Nearly every letter mentions something he is reading, something he is writing, or something he wants to recommend to Eric. He reads widely: theology, poetry, novels, biographies, philosophy. He engages with writers like Wendell Berry, Jacques Maritain, Karl Barth, and Gerard Manley Hopkins. He references the Aeneid in one letter and a Philip Larkin poem in another. He mentions working through the thick volumes of N.T. Wright. He is constantly thinking about what he is reading and how it connects to the pastoral life.

This is not intellectual showmanship. For Eugene, reading was a pastoral discipline. It was how he kept his mind sharp and his heart soft. It was how he continued to grow, even in his later years.

The lesson is clear: good pastors should be good readers. We do not know everything. The challenges of ministry are too vast and too varied for any one person to navigate on instinct alone. We need the wisdom of others, the living and the dead, to sharpen our minds and ready our hearts.

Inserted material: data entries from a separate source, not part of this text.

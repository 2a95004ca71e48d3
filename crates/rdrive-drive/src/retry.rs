//! Rate-limit & retry protocol, layered over any `RemoteDrive` impl
//! as a decorator rather than folded into the trait — the same layering
//! idiom OpenDAL itself uses for its own `Layer`s (`LoggingLayer`,
//! `RetryLayer`).

use crate::error::DriveError;
use crate::trait_def::*;
use async_trait::async_trait;
use bytes::Bytes;
use rdrive_core::types::{NameMode, RemoteEntry};
use std::sync::Arc;
use std::time::{Duration, Instant};
use tokio::sync::Mutex;

const MAX_ATTEMPTS: u32 = 5;
const MIN_RETRY_DELAY: Duration = Duration::from_millis(250);
const LIST_MIN_GAP: Duration = Duration::from_millis(250);

/// Decorates a `RemoteDrive` with retry-on-rate-limit and a minimum
/// inter-call gap for listing operations.
pub struct RetryingDrive<D> {
    inner: D,
    last_list_call: Mutex<Instant>,
}

impl<D: RemoteDrive> RetryingDrive<D> {
    pub fn new(inner: D) -> Self {
        Self {
            inner,
            last_list_call: Mutex::new(Instant::now() - LIST_MIN_GAP),
        }
    }

    async fn gate_list_calls(&self) {
        let mut last = self.last_list_call.lock().await;
        let elapsed = last.elapsed();
        if elapsed < LIST_MIN_GAP {
            tokio::time::sleep(LIST_MIN_GAP - elapsed).await;
        }
        *last = Instant::now();
    }

    async fn with_retry<T, F, Fut>(&self, op: F) -> Result<T, DriveError>
    where
        F: Fn() -> Fut,
        Fut: std::future::Future<Output = Result<T, DriveError>>,
    {
        let mut attempt = 0;
        loop {
            attempt += 1;
            match op().await {
                Ok(v) => return Ok(v),
                Err(DriveError::RateLimited { retry_after }) if attempt < MAX_ATTEMPTS => {
                    let delay = retry_after.unwrap_or(MIN_RETRY_DELAY).max(MIN_RETRY_DELAY);
                    tracing::debug!(attempt, ?delay, "rate limited, retrying");
                    tokio::time::sleep(delay).await;
                }
                Err(e) => return Err(e),
            }
        }
    }
}

#[async_trait]
impl<D: RemoteDrive> RemoteDrive for RetryingDrive<D> {
    async fn drive_info(&self) -> Result<DriveInfo, DriveError> {
        self.with_retry(|| self.inner.drive_info()).await
    }

    async fn space_info(&self) -> Result<SpaceInfo, DriveError> {
        self.with_retry(|| self.inner.space_info()).await
    }

    async fn vip_info(&self) -> Result<VipInfo, DriveError> {
        self.with_retry(|| self.inner.vip_info()).await
    }

    async fn list(
        &self,
        parent_id: &str,
        marker: Option<&str>,
        limit: u32,
    ) -> Result<(Vec<RemoteEntry>, Option<String>), DriveError> {
        self.gate_list_calls().await;
        self.with_retry(|| self.inner.list(parent_id, marker, limit))
            .await
    }

    async fn search_all(
        &self,
        marker: Option<&str>,
        limit: u32,
    ) -> Result<(Vec<RemoteEntry>, Option<String>), DriveError> {
        self.gate_list_calls().await;
        self.with_retry(|| self.inner.search_all(marker, limit))
            .await
    }

    async fn get_detail(&self, file_id: &str) -> Result<RemoteDetail, DriveError> {
        self.with_retry(|| self.inner.get_detail(file_id)).await
    }

    async fn get_download_url(
        &self,
        file_id: &str,
        expiry_secs: u64,
    ) -> Result<String, DriveError> {
        self.with_retry(|| self.inner.get_download_url(file_id, expiry_secs))
            .await
    }

    async fn create_folder(
        &self,
        parent_id: &str,
        name: &str,
        name_mode: NameMode,
    ) -> Result<RemoteEntry, DriveError> {
        self.with_retry(|| self.inner.create_folder(parent_id, name, name_mode))
            .await
    }

    async fn create_file(
        &self,
        req: CreateFileRequest,
    ) -> Result<CreateFileResponse, DriveError> {
        self.with_retry(|| self.inner.create_file(req.clone()))
            .await
    }

    async fn upload_part(&self, upload_url: &str, bytes: Bytes) -> Result<(), DriveError> {
        // Part retry (3x, 5/25/125s) is the upload engine's concern, not
        // this generic rate-limit wrapper's — a single PUT here still
        // benefits from the rate-limit retry class.
        self.with_retry(|| self.inner.upload_part(upload_url, bytes.clone()))
            .await
    }

    async fn complete(&self, file_id: &str, upload_id: &str) -> Result<RemoteEntry, DriveError> {
        self.with_retry(|| self.inner.complete(file_id, upload_id))
            .await
    }

    async fn update(
        &self,
        file_id: &str,
        new_name: &str,
        name_mode: NameMode,
    ) -> Result<(), DriveError> {
        self.with_retry(|| self.inner.update(file_id, new_name, name_mode))
            .await
    }

    async fn move_entry(
        &self,
        file_id: &str,
        new_parent: &str,
        new_name: Option<&str>,
    ) -> Result<MoveOutcome, DriveError> {
        self.with_retry(|| self.inner.move_entry(file_id, new_parent, new_name))
            .await
    }

    async fn delete(&self, file_id: &str, to_recycle_bin: bool) -> Result<(), DriveError> {
        self.with_retry(|| self.inner.delete(file_id, to_recycle_bin))
            .await
    }
}

/// Convenience: wrap any `RemoteDrive` behind the retry decorator and an
/// `Arc` so it can be shared across the reconciler, upload engine, and
/// mount adapter.
pub fn retrying(inner: impl RemoteDrive + 'static) -> Arc<dyn RemoteDrive> {
    Arc::new(RetryingDrive::new(inner))
}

This challenged me. In the busyness of ministry and everything else that fills a week, it is easy to let reading slip. But Eugene’s letters are a reminder that books should always be a part of the pastoral life. Not as a luxury. As a necessity.

Lessons from the Book

Pastoral ministry is a vocation, not a career. A vocation is a calling, something you are drawn into by God, not something you build for yourself. Eugene’s letters consistently frame pastoral work as a response to God’s initiative, not a platform for personal ambition.

The pastor is a companion, not a CEO. Eugene pushed back against the model of the pastor as corporate leader. The pastoral task is relational: walking with people, praying with people, being present in people’s joys and sorrows.

Context matters. There is no universal formula for pastoral ministry. What works in one congregation may not work in another. Faithfulness looks different in different places, and that is by design.

Rest is a discipline, not a weakness. Sabbatical rest protects the pastor from burnout and teaches the congregation to depend on God rather than on one person.

Read widely and read often. Eugene modeled this throughout the book. A pastor who stops reading is a pastor who stops growing.

Cherish people over programs. The letters are filled with the names and stories of real people. Ministry is measured not in metrics but in relationships.

Resist the celebrity model. The moment a pastor becomes a brand, something essential about the vocation has been lost.

Embrace the slow work of God. Church planting and spiritual formation are not fast. Eugene compared it to planting trees: slow, patient, trusting that God gives the growth.

Humility is the posture of a lifelong learner. Even at the end of his life, Eugene was still learning, still reading, still asking questions. That is the mark of a faithful shepherd.

Final Thoughts

Letters to a Young Pastor is not a book that will give you a five-step plan for growing your church. It will not teach you how to increase your Sunday attendance or optimize your small group strategy. If that is what you are looking for, this is not your book.

But if you are a pastor — or anyone who cares about what it means to live a faithful life — and you are tired of the noise, tired of the performance metrics, tired of feeling like a glorified manager rather than a shepherd of souls, then this book will feel like a long drink of cold water.

Eugene Peterson wrote these letters to his son. But as I listened, I could not help but feel that he was writing to me too. To every young pastor who has ever felt in over his head. To every minister who has ever wondered if what he is doing matters. To every shepherd who has forgotten that the work is not about him — it is about helping people meet Jesus.

The book is tender. It is honest. It is unhurried. And it is full of the kind of wisdom that only comes from a lifetime of faithful, ordinary, Christ-centered ministry.

Definitely a must-read. I will probably re-listen to this book again this year.